====== Record excerpts ======
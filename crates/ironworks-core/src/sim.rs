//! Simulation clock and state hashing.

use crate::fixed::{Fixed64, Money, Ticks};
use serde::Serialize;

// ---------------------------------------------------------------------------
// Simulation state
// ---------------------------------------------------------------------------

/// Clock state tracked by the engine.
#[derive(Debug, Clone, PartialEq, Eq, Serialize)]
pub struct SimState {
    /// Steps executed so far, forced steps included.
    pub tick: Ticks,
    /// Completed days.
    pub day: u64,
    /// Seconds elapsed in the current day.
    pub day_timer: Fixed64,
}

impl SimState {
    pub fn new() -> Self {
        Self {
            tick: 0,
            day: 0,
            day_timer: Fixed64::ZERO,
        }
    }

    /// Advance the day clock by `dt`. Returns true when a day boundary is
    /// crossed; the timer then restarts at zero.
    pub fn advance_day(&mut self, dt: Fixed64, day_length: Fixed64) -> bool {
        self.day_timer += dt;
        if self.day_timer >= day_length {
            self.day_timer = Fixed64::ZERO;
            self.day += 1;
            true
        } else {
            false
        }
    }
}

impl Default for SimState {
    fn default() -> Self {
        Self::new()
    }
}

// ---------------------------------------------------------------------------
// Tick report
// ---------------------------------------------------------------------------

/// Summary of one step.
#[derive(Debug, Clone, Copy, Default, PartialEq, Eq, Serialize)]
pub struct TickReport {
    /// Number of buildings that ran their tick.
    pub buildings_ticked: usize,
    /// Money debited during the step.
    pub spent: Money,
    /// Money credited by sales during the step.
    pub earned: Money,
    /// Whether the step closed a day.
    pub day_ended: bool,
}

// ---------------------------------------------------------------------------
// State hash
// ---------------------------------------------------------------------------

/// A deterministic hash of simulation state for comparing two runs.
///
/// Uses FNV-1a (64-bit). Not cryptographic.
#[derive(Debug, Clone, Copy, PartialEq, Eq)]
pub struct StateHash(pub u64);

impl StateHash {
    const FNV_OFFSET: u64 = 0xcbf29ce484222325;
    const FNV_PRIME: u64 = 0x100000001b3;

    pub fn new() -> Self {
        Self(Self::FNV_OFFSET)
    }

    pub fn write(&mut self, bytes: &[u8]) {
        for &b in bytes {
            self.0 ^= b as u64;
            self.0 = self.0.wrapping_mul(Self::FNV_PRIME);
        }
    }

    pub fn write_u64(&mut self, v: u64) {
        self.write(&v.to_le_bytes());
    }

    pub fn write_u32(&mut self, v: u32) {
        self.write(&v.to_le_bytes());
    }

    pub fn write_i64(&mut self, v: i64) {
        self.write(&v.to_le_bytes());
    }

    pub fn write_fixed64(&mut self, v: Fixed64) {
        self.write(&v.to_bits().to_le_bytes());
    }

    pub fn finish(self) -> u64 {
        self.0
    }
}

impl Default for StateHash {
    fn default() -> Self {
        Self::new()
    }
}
======
_What you will do_
Go over the listing above and return each line with "derive".

_Response to this exercise_
#[derive(Debug, Clone, PartialEq, Eq, Serialize)]
#[derive(Debug, Clone, Copy, Default, PartialEq, Eq, Serialize)]
#[derive(Debug, Clone, Copy, PartialEq, Eq)]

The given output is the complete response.